The odds are great that just about every reader now has an earworm. And for most of us, it’s a welcome one. It reminds us of our own childhoods, or of our kids’; it’s a song of hope and joy and love, conditions and emotions that are far more available to children than to adults, and in perhaps imaginary historical periods that are not this one.

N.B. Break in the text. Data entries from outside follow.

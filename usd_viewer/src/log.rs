//! Internal logging system for the USD viewer
//!
//! This module provides a flexible logging system with:
//! - Customizable logger via Logger trait
//! - Severity levels (Trace, Debug, Info, Warn, Error) with a global minimum
//! - Colored console output on stderr by default (stdout is reserved for the load status)
//! - Thread-safe logging with RwLock
//! - File and line information for detailed ERROR logs

use colored::*;
use std::sync::{OnceLock, RwLock};
use std::time::SystemTime;
use chrono::{DateTime, Local};

/// Environment variable read by `severity_from_env()`
pub const LOG_ENV_VAR: &str = "USD_VIEWER_LOG";

/// Global logger (initialized with DefaultLogger)
static LOGGER: OnceLock<RwLock<Box<dyn Logger>>> = OnceLock::new();

/// Minimum severity forwarded to the logger
static MIN_SEVERITY: RwLock<LogSeverity> = RwLock::new(LogSeverity::Info);

/// Logger trait for custom logging implementations
///
/// Implement this trait to create custom loggers (file logging, capture in tests, etc.)
///
/// # Example
///
/// ```no_run
/// use usd_viewer::log::{Logger, LogEntry};
///
/// struct FileLogger {
///     file: std::fs::File,
/// }
///
/// impl Logger for FileLogger {
///     fn log(&self, entry: &LogEntry) {
///         // Write to file...
///     }
/// }
/// ```
pub trait Logger: Send + Sync {
    /// Log an entry
    ///
    /// # Arguments
    ///
    /// * `entry` - The log entry to process
    fn log(&self, entry: &LogEntry);
}

/// Log entry containing all information about a log message
#[derive(Debug, Clone)]
pub struct LogEntry {
    /// Severity level (Trace, Debug, Info, Warn, Error)
    pub severity: LogSeverity,

    /// Timestamp when the log was created
    pub timestamp: SystemTime,

    /// Source module (e.g., "usd_viewer::Viewer", "usd_viewer::vulkan")
    pub source: String,

    /// Log message
    pub message: String,

    /// Source file (only for detailed ERROR logs)
    pub file: Option<&'static str>,

    /// Source line (only for detailed ERROR logs)
    pub line: Option<u32>,
}

/// Log severity levels
#[derive(Debug, Clone, Copy, PartialEq, Eq, PartialOrd, Ord)]
pub enum LogSeverity {
    /// Very verbose debug information (per-frame traces)
    Trace,

    /// Development/debugging information
    Debug,

    /// Important informational messages
    Info,

    /// Warning messages (potential issues)
    Warn,

    /// Error messages (critical issues with file:line details)
    Error,
}

impl LogSeverity {
    /// Parse a severity name as accepted in `USD_VIEWER_LOG` (case-insensitive).
    pub fn parse(name: &str) -> Option<Self> {
        match name.trim().to_ascii_lowercase().as_str() {
            "trace" => Some(LogSeverity::Trace),
            "debug" => Some(LogSeverity::Debug),
            "info" => Some(LogSeverity::Info),
            "warn" | "warning" => Some(LogSeverity::Warn),
            "error" => Some(LogSeverity::Error),
            _ => None,
        }
    }
}

/// Default logger implementation using colored console output on stderr
///
/// Colors:
/// - Trace: grey (bright_black)
/// - Debug: cyan
/// - Info: green
/// - Warn: yellow
/// - Error: bold red
///
/// Format:
/// - Normal: `[timestamp] [SEVERITY] [source] message`
/// - Error: `[timestamp] [ERROR] [source] message (file:line)`
pub struct DefaultLogger;

impl DefaultLogger {
    /// Format an entry without colors (used by tests and file sinks).
    pub fn format_plain(entry: &LogEntry) -> String {
        let datetime: DateTime<Local> = entry.timestamp.into();
        let timestamp = datetime.format("%Y-%m-%d %H:%M:%S%.3f");
        let severity = match entry.severity {
            LogSeverity::Trace => "TRACE",
            LogSeverity::Debug => "DEBUG",
            LogSeverity::Info => "INFO ",
            LogSeverity::Warn => "WARN ",
            LogSeverity::Error => "ERROR",
        };

        match (entry.file, entry.line) {
            (Some(file), Some(line)) => format!(
                "[{}] [{}] [{}] {} ({}:{})",
                timestamp, severity, entry.source, entry.message, file, line
            ),
            _ => format!("[{}] [{}] [{}] {}", timestamp, severity, entry.source, entry.message),
        }
    }
}

impl Logger for DefaultLogger {
    fn log(&self, entry: &LogEntry) {
        // Format timestamp as YYYY-MM-DD HH:MM:SS.mmm
        let datetime: DateTime<Local> = entry.timestamp.into();
        let timestamp = datetime.format("%Y-%m-%d %H:%M:%S%.3f").to_string();

        let severity_str = match entry.severity {
            LogSeverity::Trace => "TRACE".bright_black(),
            LogSeverity::Debug => "DEBUG".cyan(),
            LogSeverity::Info => "INFO ".green(),
            LogSeverity::Warn => "WARN ".yellow(),
            LogSeverity::Error => "ERROR".red().bold(),
        };

        let source = entry.source.bright_blue();

        if let (Some(file), Some(line)) = (entry.file, entry.line) {
            eprintln!(
                "[{}] [{}] [{}] {} ({}:{})",
                timestamp,
                severity_str,
                source,
                entry.message,
                file,
                line
            );
        } else {
            eprintln!(
                "[{}] [{}] [{}] {}",
                timestamp,
                severity_str,
                source,
                entry.message
            );
        }
    }
}

// ===== LOGGING API =====

fn logger() -> &'static RwLock<Box<dyn Logger>> {
    LOGGER.get_or_init(|| RwLock::new(Box::new(DefaultLogger)))
}

/// Set a custom logger
///
/// Replace the default logger with a custom implementation (file logger, test capture, etc.)
pub fn set_logger<L: Logger + 'static>(logger_impl: L) {
    if let Ok(mut lock) = logger().write() {
        *lock = Box::new(logger_impl);
    }
}

/// Reset logger to default (DefaultLogger)
pub fn reset_logger() {
    if let Ok(mut lock) = logger().write() {
        *lock = Box::new(DefaultLogger);
    }
}

/// Set the minimum severity forwarded to the logger.
pub fn set_min_severity(severity: LogSeverity) {
    if let Ok(mut lock) = MIN_SEVERITY.write() {
        *lock = severity;
    }
}

/// Current minimum severity.
pub fn min_severity() -> LogSeverity {
    MIN_SEVERITY.read().map(|s| *s).unwrap_or(LogSeverity::Info)
}

/// Severity requested through `USD_VIEWER_LOG`, if set and valid.
pub fn severity_from_env() -> Option<LogSeverity> {
    std::env::var(LOG_ENV_VAR).ok().and_then(|v| LogSeverity::parse(&v))
}

/// Internal logging method (for simple logs without file:line)
///
/// Used by macros like viewer_info!, viewer_warn!, etc.
///
/// # Arguments
///
/// * `severity` - Log severity level
/// * `source` - Source module (e.g., "usd_viewer::Viewer")
/// * `message` - Log message
pub fn log(severity: LogSeverity, source: &str, message: String) {
    dispatch(severity, source, message, None, None);
}

/// Internal logging method with file:line information (for ERROR logs)
///
/// Used by viewer_error! macro to include source location.
pub fn log_detailed(
    severity: LogSeverity,
    source: &str,
    message: String,
    file: &'static str,
    line: u32,
) {
    dispatch(severity, source, message, Some(file), Some(line));
}

fn dispatch(
    severity: LogSeverity,
    source: &str,
    message: String,
    file: Option<&'static str>,
    line: Option<u32>,
) {
    if severity < min_severity() {
        return;
    }
    if let Ok(lock) = logger().read() {
        lock.log(&LogEntry {
            severity,
            timestamp: SystemTime::now(),
            source: source.to_string(),
            message,
            file,
            line,
        });
    }
}

// ===== LOGGING MACROS =====

/// Log a TRACE message (very verbose, typically disabled)
///
/// # Example
///
/// ```no_run
/// usd_viewer::viewer_trace!("usd_viewer::Viewer", "frame {}", 12);
/// ```
#[macro_export]
macro_rules! viewer_trace {
    ($source:expr, $($arg:tt)*) => {
        $crate::log::log(
            $crate::log::LogSeverity::Trace,
            $source,
            format!($($arg)*)
        )
    };
}

/// Log a DEBUG message (development information)
#[macro_export]
macro_rules! viewer_debug {
    ($source:expr, $($arg:tt)*) => {
        $crate::log::log(
            $crate::log::LogSeverity::Debug,
            $source,
            format!($($arg)*)
        )
    };
}

/// Log an INFO message (important events)
///
/// # Example
///
/// ```no_run
/// usd_viewer::viewer_info!("usd_viewer::Viewer", "Camera state set");
/// ```
#[macro_export]
macro_rules! viewer_info {
    ($source:expr, $($arg:tt)*) => {
        $crate::log::log(
            $crate::log::LogSeverity::Info,
            $source,
            format!($($arg)*)
        )
    };
}

/// Log a WARN message (potential issues)
#[macro_export]
macro_rules! viewer_warn {
    ($source:expr, $($arg:tt)*) => {
        $crate::log::log(
            $crate::log::LogSeverity::Warn,
            $source,
            format!($($arg)*)
        )
    };
}

/// Log an ERROR message with file:line information
///
/// # Example
///
/// ```no_run
/// usd_viewer::viewer_error!("usd_viewer::Viewer", "Failed to open stage: {}", "missing.usda");
/// ```
#[macro_export]
macro_rules! viewer_error {
    ($source:expr, $($arg:tt)*) => {
        $crate::log::log_detailed(
            $crate::log::LogSeverity::Error,
            $source,
            format!($($arg)*),
            file!(),
            line!()
        )
    };
}

/// Log an ERROR and build an `Error::BackendError` carrying the same message
///
/// # Example
///
/// ```no_run
/// use usd_viewer::{viewer_err, Error};
///
/// let err: Error = viewer_err!("usd_viewer::vulkan", "Failed to present: {}", "out of date");
/// ```
#[macro_export]
macro_rules! viewer_err {
    ($source:expr, $($arg:tt)*) => {{
        let message = format!($($arg)*);
        $crate::log::log_detailed(
            $crate::log::LogSeverity::Error,
            $source,
            message.clone(),
            file!(),
            line!()
        );
        $crate::Error::BackendError(message)
    }};
}

/// Log an ERROR and return early with `Err(Error::BackendError(..))`
#[macro_export]
macro_rules! viewer_bail {
    ($source:expr, $($arg:tt)*) => {
        return Err($crate::viewer_err!($source, $($arg)*))
    };
}

#[cfg(test)]
#[path = "log_tests.rs"]
mod tests;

“Sesame Street’s” siren sound was even more potent for Natasha Lance Rogoff, who brought the show’s Muppets to Russia in the late 1990s. Ms. Lance Rogoff wrote a memoir, “Muppets in Moscow,” that chronicles her work with “Ulitsa Sezam,” as the mythic street is known in Russian, as well as her life. The book touches on questions of cultural appropriateness, Russia’s place in the world, its self-image, what children want and what they need, how to deal with corruption and fear, how to fall in love, how to make love work. (Not that it necessarily has answers for all of these questions.)

Ms. Lance Rogoff will talk about her book, on Zoom, for the JCC U at the Kaplen JCC on the Palisades in Tenafly on Thursday, February 15. (See below.)

Her story begins in Mamaroneck, across the Hudson in Westchester County, where young Susan Eve Lance grew up. (Her older brother is Andrew Adam. The theme is clear.)

Ulitsa Sezam actors singing on set: from left, Alexander Lyrchikov as Sasha, Ekaterina Strizhenova as Nina, Muppets Businka and Kubik, Katya Mikhailovskaya as Katya, and Maria Aronova as Aunt Dasha.

Her father, Sheldon Lance, who was born in 1917, was entirely self-made. “His mother left Poland, and he didn’t have a father, and so he wasn’t able to go to college,” Ms. Lance Rogoff said. “At first he sold rags, and then car covers, made out of parachutes, I think from World War I.” Eventually, he owned a business, Defender Industries, that sold marine supplies.

“My father worked very hard, and he was very focused on repopulating the world with Jews,” she continued. He trained pilots for the U.S. Army Air Forces during World War II; in 1948, he went to Mandatory Palestine to train pilots for the IDF. “Later, he sponsored Israelis to come to America,” his daughter said. “He had all these letters from Israelis he had sponsored; I only saw them when he was 90. He never mentioned anything about any of it.”

Sheldon and Charlotte Rosnick Lance had five children; Susan was the second-born.

She went to Rye Neck High School — “the district where they basically carved off all the Italians, Blacks, and Jews so they wouldn’t have to have them in Rye,” the pure WASP district, she said — where she developed her lifelong — and life-changing — passion for Russian literature, and through it for Russian culture.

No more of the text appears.